Task item. Show every line of the data where the word "derive" can be found.

Dataset excerpts.

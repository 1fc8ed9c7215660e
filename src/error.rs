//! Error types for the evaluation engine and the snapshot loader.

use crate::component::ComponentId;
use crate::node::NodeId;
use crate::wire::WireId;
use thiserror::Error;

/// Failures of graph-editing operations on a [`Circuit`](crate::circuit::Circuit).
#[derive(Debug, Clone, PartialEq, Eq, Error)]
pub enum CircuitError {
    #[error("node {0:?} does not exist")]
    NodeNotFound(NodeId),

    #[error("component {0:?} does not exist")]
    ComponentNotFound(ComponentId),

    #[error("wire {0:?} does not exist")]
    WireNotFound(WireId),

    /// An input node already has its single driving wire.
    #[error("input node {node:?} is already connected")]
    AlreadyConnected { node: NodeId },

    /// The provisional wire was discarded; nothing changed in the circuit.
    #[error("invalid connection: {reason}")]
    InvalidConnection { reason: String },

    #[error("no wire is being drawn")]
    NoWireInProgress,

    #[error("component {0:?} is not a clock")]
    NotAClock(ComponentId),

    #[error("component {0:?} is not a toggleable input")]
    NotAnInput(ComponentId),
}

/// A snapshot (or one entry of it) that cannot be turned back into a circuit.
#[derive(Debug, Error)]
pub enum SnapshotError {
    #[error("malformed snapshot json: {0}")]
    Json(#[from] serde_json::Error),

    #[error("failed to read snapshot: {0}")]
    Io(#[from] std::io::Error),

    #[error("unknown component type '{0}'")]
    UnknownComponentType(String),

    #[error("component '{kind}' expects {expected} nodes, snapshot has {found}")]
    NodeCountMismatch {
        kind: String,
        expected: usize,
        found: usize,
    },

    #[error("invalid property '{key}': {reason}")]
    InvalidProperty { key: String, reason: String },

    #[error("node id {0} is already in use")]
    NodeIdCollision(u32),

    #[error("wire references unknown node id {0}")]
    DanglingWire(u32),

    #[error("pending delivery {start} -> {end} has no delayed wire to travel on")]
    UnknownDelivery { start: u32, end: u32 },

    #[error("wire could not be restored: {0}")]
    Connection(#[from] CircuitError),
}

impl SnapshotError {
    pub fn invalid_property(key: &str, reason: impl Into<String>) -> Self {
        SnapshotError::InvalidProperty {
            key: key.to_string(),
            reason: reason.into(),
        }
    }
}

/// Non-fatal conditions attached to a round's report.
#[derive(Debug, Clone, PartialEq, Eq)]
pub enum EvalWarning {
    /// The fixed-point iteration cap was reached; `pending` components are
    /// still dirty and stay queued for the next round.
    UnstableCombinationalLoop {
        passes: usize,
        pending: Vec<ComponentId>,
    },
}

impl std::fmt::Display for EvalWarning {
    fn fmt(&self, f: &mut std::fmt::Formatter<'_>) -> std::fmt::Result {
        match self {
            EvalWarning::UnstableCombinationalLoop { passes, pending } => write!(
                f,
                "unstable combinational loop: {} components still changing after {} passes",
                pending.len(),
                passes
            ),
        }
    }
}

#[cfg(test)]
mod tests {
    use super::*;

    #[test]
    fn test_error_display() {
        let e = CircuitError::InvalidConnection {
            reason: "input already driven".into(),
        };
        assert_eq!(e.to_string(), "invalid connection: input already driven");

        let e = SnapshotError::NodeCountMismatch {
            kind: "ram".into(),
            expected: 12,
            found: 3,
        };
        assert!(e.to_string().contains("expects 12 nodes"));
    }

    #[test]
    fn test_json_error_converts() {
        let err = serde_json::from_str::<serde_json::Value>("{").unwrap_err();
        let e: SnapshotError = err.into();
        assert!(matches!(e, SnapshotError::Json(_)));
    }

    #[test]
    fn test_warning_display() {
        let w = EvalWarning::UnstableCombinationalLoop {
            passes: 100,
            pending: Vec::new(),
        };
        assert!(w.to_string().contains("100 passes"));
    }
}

* * *

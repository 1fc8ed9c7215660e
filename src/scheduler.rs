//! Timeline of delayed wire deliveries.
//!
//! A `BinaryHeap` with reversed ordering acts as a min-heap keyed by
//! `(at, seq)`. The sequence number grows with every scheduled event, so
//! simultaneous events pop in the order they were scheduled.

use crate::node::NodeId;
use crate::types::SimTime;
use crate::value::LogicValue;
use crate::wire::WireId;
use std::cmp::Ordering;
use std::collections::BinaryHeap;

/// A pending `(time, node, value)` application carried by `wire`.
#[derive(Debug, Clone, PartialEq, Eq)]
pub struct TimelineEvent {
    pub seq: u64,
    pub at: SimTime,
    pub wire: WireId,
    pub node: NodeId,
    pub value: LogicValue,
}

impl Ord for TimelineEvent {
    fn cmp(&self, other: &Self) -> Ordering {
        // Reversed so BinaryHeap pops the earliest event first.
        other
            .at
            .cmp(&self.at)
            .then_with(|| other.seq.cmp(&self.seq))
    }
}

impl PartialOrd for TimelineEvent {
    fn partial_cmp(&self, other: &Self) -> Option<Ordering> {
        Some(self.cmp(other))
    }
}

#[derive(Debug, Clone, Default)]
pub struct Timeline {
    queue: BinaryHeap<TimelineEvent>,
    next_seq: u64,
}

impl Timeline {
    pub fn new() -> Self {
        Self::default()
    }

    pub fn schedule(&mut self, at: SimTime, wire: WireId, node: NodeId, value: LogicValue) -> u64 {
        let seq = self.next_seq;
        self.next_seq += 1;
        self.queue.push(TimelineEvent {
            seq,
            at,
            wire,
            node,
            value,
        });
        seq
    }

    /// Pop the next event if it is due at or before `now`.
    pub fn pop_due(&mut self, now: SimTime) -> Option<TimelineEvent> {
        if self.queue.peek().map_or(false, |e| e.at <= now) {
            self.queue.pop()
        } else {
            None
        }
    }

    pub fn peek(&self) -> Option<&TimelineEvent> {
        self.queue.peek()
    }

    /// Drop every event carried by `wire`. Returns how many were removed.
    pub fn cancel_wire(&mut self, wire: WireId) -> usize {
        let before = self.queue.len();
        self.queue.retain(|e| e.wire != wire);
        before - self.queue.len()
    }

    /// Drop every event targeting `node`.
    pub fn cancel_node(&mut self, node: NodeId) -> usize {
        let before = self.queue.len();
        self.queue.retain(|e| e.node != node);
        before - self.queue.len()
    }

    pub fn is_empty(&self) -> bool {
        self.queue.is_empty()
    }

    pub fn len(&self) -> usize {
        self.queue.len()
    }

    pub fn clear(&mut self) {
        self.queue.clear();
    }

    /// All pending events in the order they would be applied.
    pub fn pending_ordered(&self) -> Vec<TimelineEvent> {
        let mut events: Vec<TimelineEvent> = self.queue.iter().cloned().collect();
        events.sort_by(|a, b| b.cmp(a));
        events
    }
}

Output for this exercise.
#[derive(Debug, Clone, PartialEq, Eq, Error)]
#[derive(Debug, Error)]
#[derive(Debug, Clone, PartialEq, Eq)]
#[derive(Debug, Clone, PartialEq, Eq)]
#[derive(Debug, Clone, Default)]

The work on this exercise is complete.